J1福岡、土壇場で「勝ち点1」 サロモンソンがFK弾

 1点を追う後半ロスタイム。ペナルティーエリア手前からFKを任された福岡のサロモンソンは「みんなが自分のことを信じている」。強めに蹴った球は壁に当たって方向が変わり、ゴール左隅へ。同点弾でアビスパにJ1で5年ぶりの勝ち点をもたらした。

 サロモンソンがFKを直接決めたのは、昨年8月23日のアウェー栃木戦以来。当時は新型コロナウイルスに感染した主将の前が離脱し、5戦勝ちなしと低迷していた中、貴重な決勝点になった。

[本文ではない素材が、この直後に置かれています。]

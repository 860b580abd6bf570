use std::path::PathBuf;
use std::sync::Mutex;
use std::time::Duration;

use tempfile::NamedTempFile;

use attest_shim::config::DaemonConfig;

static ENV_LOCK: Mutex<()> = Mutex::new(());

fn clear_env() {
    for key in [
        "ATTEST_SHIM_CONFIG",
        "ATTEST_SHIM_CONFIG_DIR",
        "ATTEST_SHIM_SOCKET",
        "ATTEST_SHIM_PACKAGES_LIST",
        "ATTEST_SHIM_WORKERS",
        "ATTEST_SHIM_BOOTSTRAP_ATTEMPTS",
        "ATTEST_SHIM_POLL_INTERVAL_MS",
    ] {
        std::env::remove_var(key);
    }
}

fn write_config(json: &str) -> NamedTempFile {
    let mut file = NamedTempFile::new().expect("temp config");
    std::io::Write::write_all(&mut file, json.as_bytes()).expect("write config");
    file
}

#[test]
fn loads_config_from_file_and_env_overrides() {
    let _guard = ENV_LOCK.lock().unwrap();
    clear_env();

    let file = write_config(
        r#"{
            "config_dir": "/tmp/shim",
            "packages_list": "/tmp/packages.list",
            "workers": 8,
            "cache": { "keys": 50 },
            "bootstrap": { "attempts": 5, "delay_ms": 250 },
            "watcher": { "poll_interval_ms": 1000 }
        }"#,
    );

    std::env::set_var("ATTEST_SHIM_CONFIG", file.path());
    std::env::set_var("ATTEST_SHIM_WORKERS", "2");
    std::env::set_var("ATTEST_SHIM_SOCKET", "/tmp/other.sock");

    let cfg = DaemonConfig::load().expect("load config");
    assert_eq!(cfg.config_dir, PathBuf::from("/tmp/shim"));
    assert_eq!(cfg.socket_path(), PathBuf::from("/tmp/other.sock"));
    assert_eq!(cfg.packages_list, PathBuf::from("/tmp/packages.list"));
    assert_eq!(cfg.workers, 2);
    assert_eq!(cfg.caches.keys, 50);
    assert_eq!(cfg.caches.provisioning, 100);
    assert_eq!(cfg.bootstrap.attempts, 5);
    assert_eq!(cfg.bootstrap.delay, Duration::from_millis(250));
    assert_eq!(cfg.poll_interval, Duration::from_secs(1));
    assert_eq!(
        cfg.runtime_file("target.txt"),
        PathBuf::from("/tmp/shim/target.txt")
    );

    clear_env();
}

#[test]
fn defaults_apply_without_a_file() {
    let _guard = ENV_LOCK.lock().unwrap();
    clear_env();

    let cfg = DaemonConfig::load().expect("load defaults");
    assert_eq!(cfg.socket_path(), cfg.config_dir.join("attest_shim.sock"));
    assert_eq!(cfg.caches.keys, 1000);
    assert_eq!(cfg.bootstrap.attempts, 3);
    assert!(cfg.workers > 0);
}

#[test]
fn socket_defaults_from_overridden_config_dir() {
    let _guard = ENV_LOCK.lock().unwrap();
    clear_env();

    let file = write_config(r#"{ "config_dir": "/tmp/from-file" }"#);
    std::env::set_var("ATTEST_SHIM_CONFIG_DIR", "/tmp/from-env");

    let cfg = DaemonConfig::load_from(Some(file.path())).expect("load config");
    assert_eq!(cfg.config_dir, PathBuf::from("/tmp/from-env"));
    assert_eq!(
        cfg.socket_path(),
        PathBuf::from("/tmp/from-env/attest_shim.sock")
    );

    clear_env();
}

#[test]
fn explicit_path_wins_over_env() {
    let _guard = ENV_LOCK.lock().unwrap();
    clear_env();

    let file = write_config(r#"{ "config_dir": "/tmp/explicit" }"#);
    std::env::set_var("ATTEST_SHIM_CONFIG", "/nonexistent/attest_shim.json");

    let cfg = DaemonConfig::load_from(Some(file.path())).expect("load explicit");
    assert_eq!(cfg.config_dir, PathBuf::from("/tmp/explicit"));

    clear_env();
}

#[test]
fn rejects_zero_workers_and_bad_numbers() {
    let _guard = ENV_LOCK.lock().unwrap();
    clear_env();

    std::env::set_var("ATTEST_SHIM_WORKERS", "0");
    let err = DaemonConfig::load().expect_err("zero workers");
    assert!(err.to_string().contains("workers"));

    std::env::set_var("ATTEST_SHIM_WORKERS", "many");
    let err = DaemonConfig::load().expect_err("non-numeric workers");
    assert!(err.to_string().contains("ATTEST_SHIM_WORKERS"));

    clear_env();
    std::env::set_var("ATTEST_SHIM_BOOTSTRAP_ATTEMPTS", "0");
    assert!(DaemonConfig::load().is_err());

    clear_env();
}

#[test]
fn missing_or_invalid_file_is_an_error() {
    let _guard = ENV_LOCK.lock().unwrap();
    clear_env();

    std::env::set_var("ATTEST_SHIM_CONFIG", "/nonexistent/attest_shim.json");
    let err = DaemonConfig::load().expect_err("missing file");
    assert!(err.to_string().contains("failed to read config file"));

    let file = write_config("{ not json");
    let err = DaemonConfig::load_from(Some(file.path())).expect_err("invalid json");
    assert!(err.to_string().contains("invalid config file"));

    clear_env();
}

 この日も1-1の同点に追いついた直後、GK村上のミスで勝ち越される苦しい展開だった。サロモンソンは「僕たちは勝つ時も負ける時も全員で戦っている。チームを助けたかった」と仲間への思いも右足に込めた。

 結束が昨季J2で一時は17位からはい上がった福岡の強みだ。堅守速攻を貫く長谷部監督の下、選手同士も対話を重ねて尻上がりに連係力を高め、J1昇格につなげた。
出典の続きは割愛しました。